• [Problem details] Can you reproduce the data beneath, keeping every line exact?

• [Stored data]
□ □ □ □ □

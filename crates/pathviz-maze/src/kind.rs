use std::fmt;
use std::str::FromStr;

/// The maze patterns [`MazeGen`](crate::MazeGen) can stamp.
#[derive(Debug, Clone, Copy, Default, PartialEq, Eq, Hash)]
#[cfg_attr(feature = "serde", derive(serde::Serialize, serde::Deserialize))]
pub enum MazeKind {
    #[default]
    Random,
    RecursiveDivision,
    Vertical,
    Horizontal,
}

impl MazeKind {
    pub const ALL: [MazeKind; 4] = [
        MazeKind::Random,
        MazeKind::RecursiveDivision,
        MazeKind::Vertical,
        MazeKind::Horizontal,
    ];

    /// Selector name, as accepted by [`FromStr`].
    pub fn name(self) -> &'static str {
        match self {
            MazeKind::Random => "random",
            MazeKind::RecursiveDivision => "recursiveDivision",
            MazeKind::Vertical => "vertical",
            MazeKind::Horizontal => "horizontal",
        }
    }

    /// Human-readable label.
    pub fn label(self) -> &'static str {
        match self {
            MazeKind::Random => "Random Maze",
            MazeKind::RecursiveDivision => "Recursive Division",
            MazeKind::Vertical => "Vertical Maze",
            MazeKind::Horizontal => "Horizontal Maze",
        }
    }
}

impl fmt::Display for MazeKind {
    fn fmt(&self, f: &mut fmt::Formatter<'_>) -> fmt::Result {
        f.write_str(self.name())
    }
}

/// Error returned when parsing an unknown maze name.
#[derive(Debug, Clone, PartialEq, Eq)]
pub struct ParseMazeKindError(pub String);

impl fmt::Display for ParseMazeKindError {
    fn fmt(&self, f: &mut fmt::Formatter<'_>) -> fmt::Result {
        write!(
            f,
            "unknown maze {:?} (expected random, recursiveDivision, vertical or horizontal)",
            self.0
        )
    }
}

impl std::error::Error for ParseMazeKindError {}

impl FromStr for MazeKind {
    type Err = ParseMazeKindError;

    /// Case-insensitive; `recursive-division` and `recursive_division` are
    /// accepted too.
    fn from_str(s: &str) -> Result<Self, Self::Err> {
        let key: String = s
            .chars()
            .filter(|c| *c != '-' && *c != '_')
            .collect();
        MazeKind::ALL
            .into_iter()
            .find(|k| k.name().eq_ignore_ascii_case(&key))
            .ok_or_else(|| ParseMazeKindError(s.to_string()))
    }
}
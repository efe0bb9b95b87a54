use pathviz_core::{Endpoints, Point};

use crate::context::{TraversalContext, UNREACHABLE};
use crate::traits::AstarPather;

impl TraversalContext {
    /// Visit cells in order of increasing `f = g + h` towards
    /// `endpoints.finish`, where `g` is the accumulated cost and `h` the
    /// pather's estimate.
    ///
    /// Same extraction loop as [`dijkstra`](Self::dijkstra), keyed on `f`;
    /// cells without an `f` sort last. A neighbour is only rewritten when it
    /// has no `f` yet or the new `f` is strictly smaller. Returns the cells in
    /// visiting order.
    ///
    /// The bomb is accepted but does not take part in routing.
    pub fn astar<P: AstarPather>(&mut self, pather: &P, endpoints: Endpoints) -> Vec<Point> {
        self.reset();
        let mut visited = Vec::new();
        let Some(si) = self.idx(endpoints.start) else {
            return visited;
        };
        let to = endpoints.finish;
        {
            let node = &mut self.scratch[si];
            node.distance = 0;
            node.g = Some(0);
            node.h = Some(0);
            node.f = Some(0);
        }

        let mut unvisited: Vec<usize> = (0..self.scratch.len()).collect();
        let mut nbuf = std::mem::take(&mut self.nbuf);

        while !unvisited.is_empty() {
            let scratch = &self.scratch;
            unvisited.sort_by_key(|&i| scratch[i].f.unwrap_or(UNREACHABLE));
            let ci = unvisited.remove(0);
            let cp = self.point(ci);

            if !pather.passable(cp) {
                continue;
            }
            if self.scratch[ci].f.is_none_or(|f| f == UNREACHABLE) {
                log::trace!("astar: {} cells unreachable", unvisited.len() + 1);
                break;
            }

            self.scratch[ci].visited = true;
            visited.push(cp);
            if cp == to {
                break;
            }

            let current_g = self.scratch[ci].g.unwrap_or(0);
            nbuf.clear();
            pather.neighbors(cp, &mut nbuf);
            for &np in nbuf.iter() {
                let Some(ni) = self.idx(np) else {
                    continue;
                };
                let g = current_g.saturating_add(pather.cost(cp, np));
                let h = pather.estimate(np, to);
                let f = g.saturating_add(h);

                let n = &mut self.scratch[ni];
                if n.visited || n.f.is_some_and(|old| f >= old) {
                    continue;
                }
                n.g = Some(g);
                n.h = Some(h);
                n.f = Some(f);
                n.distance = f;
                n.previous = Some(cp);
            }
        }

        self.nbuf = nbuf;
        visited
    }
}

□ □ □ □ □

• [Written answer]
filename crates/pathviz-maze/src/kind.rs
use std::fmt;
use std::str::FromStr;

/// The maze patterns [`MazeGen`](crate::MazeGen) can stamp.
#[derive(Debug, Clone, Copy, Default, PartialEq, Eq, Hash)]
#[cfg_attr(feature = "serde", derive(serde::Serialize, serde::Deserialize))]
pub enum MazeKind {
    #[default]
    Random,
    RecursiveDivision,
    Vertical,
    Horizontal,
}

impl MazeKind {
    pub const ALL: [MazeKind; 4] = [
        MazeKind::Random,
        MazeKind::RecursiveDivision,
        MazeKind::Vertical,
        MazeKind::Horizontal,
    ];

    /// Selector name, as accepted by [`FromStr`].
    pub fn name(self) -> &'static str {
        match self {
            MazeKind::Random => "random",
            MazeKind::RecursiveDivision => "recursiveDivision",
            MazeKind::Vertical => "vertical",
            MazeKind::Horizontal => "horizontal",
        }
    }

    /// Human-readable label.
    pub fn label(self) -> &'static str {
        match self {
            MazeKind::Random => "Random Maze",
            MazeKind::RecursiveDivision => "Recursive Division",
            MazeKind::Vertical => "Vertical Maze",
            MazeKind::Horizontal => "Horizontal Maze",
        }
    }
}

impl fmt::Display for MazeKind {
    fn fmt(&self, f: &mut fmt::Formatter<'_>) -> fmt::Result {
        f.write_str(self.name())
    }
}

/// Error returned when parsing an unknown maze name.
#[derive(Debug, Clone, PartialEq, Eq)]
pub struct ParseMazeKindError(pub String);

impl fmt::Display for ParseMazeKindError {
    fn fmt(&self, f: &mut fmt::Formatter<'_>) -> fmt::Result {
        write!(
            f,
            "unknown maze {:?} (expected random, recursiveDivision, vertical or horizontal)",
            self.0
        )
    }
}

impl std::error::Error for ParseMazeKindError {}

impl FromStr for MazeKind {
    type Err = ParseMazeKindError;

    /// Case-insensitive; `recursive-division` and `recursive_division` are
    /// accepted too.
    fn from_str(s: &str) -> Result<Self, Self::Err> {
        let key: String = s
            .chars()
            .filter(|c| *c != '-' && *c != '_')
            .collect();
        MazeKind::ALL
            .into_iter()
            .find(|k| k.name().eq_ignore_ascii_case(&key))
            .ok_or_else(|| ParseMazeKindError(s.to_string()))
    }
}
repository efe0bb9b95b87a54
use pathviz_core::{Endpoints, Point};

use crate::context::{TraversalContext, UNREACHABLE};
use crate::traits::AstarPather;

impl TraversalContext {
    /// Visit cells in order of increasing `f = g + h` towards
    /// `endpoints.finish`, where `g` is the accumulated cost and `h` the
    /// pather's estimate.
    ///
    /// Same extraction loop as [`dijkstra`](Self::dijkstra), keyed on `f`;
    /// cells without an `f` sort last. A neighbour is only rewritten when it
    /// has no `f` yet or the new `f` is strictly smaller. Returns the cells in
    /// visiting order.
    ///
    /// The bomb is accepted but does not take part in routing.
    pub fn astar<P: AstarPather>(&mut self, pather: &P, endpoints: Endpoints) -> Vec<Point> {
        self.reset();
        let mut visited = Vec::new();
        let Some(si) = self.idx(endpoints.start) else {
            return visited;
        };
        let to = endpoints.finish;
        {
            let node = &mut self.scratch[si];
            node.distance = 0;
            node.g = Some(0);
            node.h = Some(0);
            node.f = Some(0);
        }

        let mut unvisited: Vec<usize> = (0..self.scratch.len()).collect();
        let mut nbuf = std::mem::take(&mut self.nbuf);

        while !unvisited.is_empty() {
            let scratch = &self.scratch;
            unvisited.sort_by_key(|&i| scratch[i].f.unwrap_or(UNREACHABLE));
            let ci = unvisited.remove(0);
            let cp = self.point(ci);

            if !pather.passable(cp) {
                continue;
            }
            if self.scratch[ci].f.is_none_or(|f| f == UNREACHABLE) {
                log::trace!("astar: {} cells unreachable", unvisited.len() + 1);
                break;
            }

            self.scratch[ci].visited = true;
            visited.push(cp);
            if cp == to {
                break;
            }

            let current_g = self.scratch[ci].g.unwrap_or(0);
            nbuf.clear();
            pather.neighbors(cp, &mut nbuf);
            for &np in nbuf.iter() {
                let Some(ni) = self.idx(np) else {
                    continue;
                };
                let g = current_g.saturating_add(pather.cost(cp, np));
                let h = pather.estimate(np, to);
                let f = g.saturating_add(h);

                let n = &mut self.scratch[ni];
                if n.visited || n.f.is_some_and(|old| f >= old) {
                    continue;
                }
                n.g = Some(g);
                n.h = Some(h);
                n.f = Some(f);
                n.distance = f;
                n.previous = Some(cp);
            }
        }

        self.nbuf = nbuf;
        visited
    }
}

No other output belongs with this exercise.